Telmatobius dankoi
- Conservation status: Critically Endangered (IUCN 3.1)

Scientific classification
- Kingdom: Animalia
- Phylum: Chordata
- Class: Amphibia
- Order: Anura
- Family: Telmatobiidae
- Genus: Telmatobius
- Species: T. dankoi
- Binomial name: Telmatobius dankoi Formas, Northland, Capetillo, Núñez, Cuevas, Brieva, 1999

= Telmatobius dankoi =

- Authority: Formas, Northland, Capetillo, Núñez, Cuevas, Brieva, 1999
- Conservation status: CR

Species of amphibian

Telmatobius dankoi, also known as the Loa water frog, is a species of critically endangered aquatic frog in the family Telmatobiidae.

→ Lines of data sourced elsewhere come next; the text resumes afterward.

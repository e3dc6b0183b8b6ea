//! GitHub repositories.

use forge_http::urlencode;
use forge_json::{JsonGen, Stream};
use forge_types::{Repo, RepoCreateOptions, Visibility};

use crate::error::Result;
use crate::parse::{self, DResult};
use crate::session::Session;

pub(crate) fn parse_repo(s: &mut Stream<'_>, user_key: &str) -> DResult<Repo> {
    let mut repo = Repo::default();
    let mut private = None;
    s.object(|s, key| {
        match key {
            "id" => repo.id = s.uint()?,
            "full_name" => repo.full_name = s.string()?,
            "name" => repo.name = s.string()?,
            "owner" => repo.owner = s.user(user_key)?,
            "created_at" => repo.date = s.string()?,
            "visibility" => repo.visibility = s.string()?,
            "private" => private = Some(s.boolean()?),
            "fork" => repo.is_fork = s.boolean()?,
            _ => s.skip_value()?,
        }
        Ok(())
    })?;
    // Older deployments ship only the `private` flag.
    if repo.visibility.is_empty() {
        if let Some(private) = private {
            repo.visibility = if private { "private" } else { "public" }.to_string();
        }
    }
    Ok(repo)
}

fn fetch_repos(session: &Session<'_>, url: String, max: Option<usize>) -> Result<Vec<Repo>> {
    let user_key = session.user_key();
    session.list(
        url,
        max,
        |s, items| {
            s.array(|s| {
                items.push(parse_repo(s, user_key)?);
                Ok(())
            })?;
            Ok(())
        },
        None,
    )
}

pub(crate) fn get_repos(
    session: &Session<'_>,
    owner: &str,
    max: Option<usize>,
) -> Result<Vec<Repo>> {
    // The API distinguishes users from organisations; probe which one
    // the owner is and pick the matching repo listing.
    let probe_url = format!("{}/users/{}", session.base(), urlencode(owner));
    let url = if session.probe(&probe_url) {
        format!("{}/users/{}/repos", session.base(), urlencode(owner))
    } else {
        format!("{}/orgs/{}/repos", session.base(), urlencode(owner))
    };
    fetch_repos(session, url, max)
}

pub(crate) fn get_own_repos(session: &Session<'_>, max: Option<usize>) -> Result<Vec<Repo>> {
    let url = format!("{}/user/repos", session.base());
    fetch_repos(session, url, max)
}

pub(crate) fn create(session: &Session<'_>, opts: &RepoCreateOptions) -> Result<Repo> {
    let url = format!("{}/user/repos", session.base());
    let mut r#gen = JsonGen::new();
    r#gen.begin_object()?;
    r#gen.objmember("name")?;
    r#gen.string(&opts.name)?;
    r#gen.objmember("description")?;
    r#gen.string(&opts.description)?;
    r#gen.objmember("private")?;
    r#gen.boolean(opts.private)?;
    r#gen.end_object()?;

    let response = session.send("POST", &url, Some(&r#gen.into_string()))?;
    let mut stream = Stream::new(&response.body);
    Ok(parse_repo(&mut stream, session.user_key())?)
}

pub(crate) fn delete(session: &Session<'_>, owner: &str, repo: &str) -> Result<()> {
    let url = format!(
        "{}/repos/{}/{}",
        session.base(),
        urlencode(owner),
        urlencode(repo),
    );
    session.send("DELETE", &url, None)?;
    Ok(())
}

pub(crate) fn set_visibility(
    session: &Session<'_>,
    owner: &str,
    repo: &str,
    visibility: Visibility,
) -> Result<()> {
    let url = format!(
        "{}/repos/{}/{}",
        session.base(),
        urlencode(owner),
        urlencode(repo),
    );
    let mut r#gen = JsonGen::new();
    r#gen.begin_object()?;
    r#gen.objmember("visibility")?;
    r#gen.string(visibility.as_str())?;
    r#gen.end_object()?;

    session.send("PATCH", &url, Some(&r#gen.into_string()))?;
    Ok(())
}

#[cfg(test)]
mod tests {
    use super::*;
    use pretty_assertions::assert_eq;

    #[test]
    fn parse_repo_fields() {
        let json = r#"
        {
          "id": 352279551,
          "full_name": "herrhotzenplotz/gearbox",
          "name": "gearbox",
          "owner": { "login": "herrhotzenplotz" },
          "created_at": "2021-03-28T08:10:42Z",
          "visibility": "public",
          "fork": false
        }"#;
        let mut s = Stream::new(json);
        let repo = parse_repo(&mut s, "login").unwrap();
        assert_eq!(repo.id, 352279551);
        assert_eq!(repo.full_name, "herrhotzenplotz/gearbox");
        assert_eq!(repo.owner, "herrhotzenplotz");
        assert_eq!(repo.visibility, "public");
        assert!(!repo.is_fork);
    }

    #[test]
    fn private_flag_fallback() {
        let mut s = Stream::new(r#"{"name": "x", "private": true}"#);
        let repo = parse_repo(&mut s, "login").unwrap();
        assert_eq!(repo.visibility, "private");
    }
}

It is endemic to Chile and is only known from its type locality near Calama, in the El Loa province. Only 14 individuals are known from captivity following the destruction of its habitat prior to 2019, so it may already be extinct in the wild. However, it is doubtfully distinct from Telmatobius halli and thus may not be a distinct species.

== Taxonomy ==
The specific name dankoi honors professor Danko Brncic, a Chilean geneticist. Prior to its description in 1999, it was confused with Telmatobius halli. However, multiple studies indicate little divergence between this species and Telmatobius vilamensis, and T. vilmanensis itself is doubtfully distinct from T. halli, and thus all three species may be conspecific with one another.

==Description==
Adult males measure 49–55 mm and females 46–52 mm in snout–vent length. There are small thorns on the posterior third of the body, flanks, head, and extremities. Tympanum and tympanic ring are absent. The toes are webbed. Males have small nuptial spines.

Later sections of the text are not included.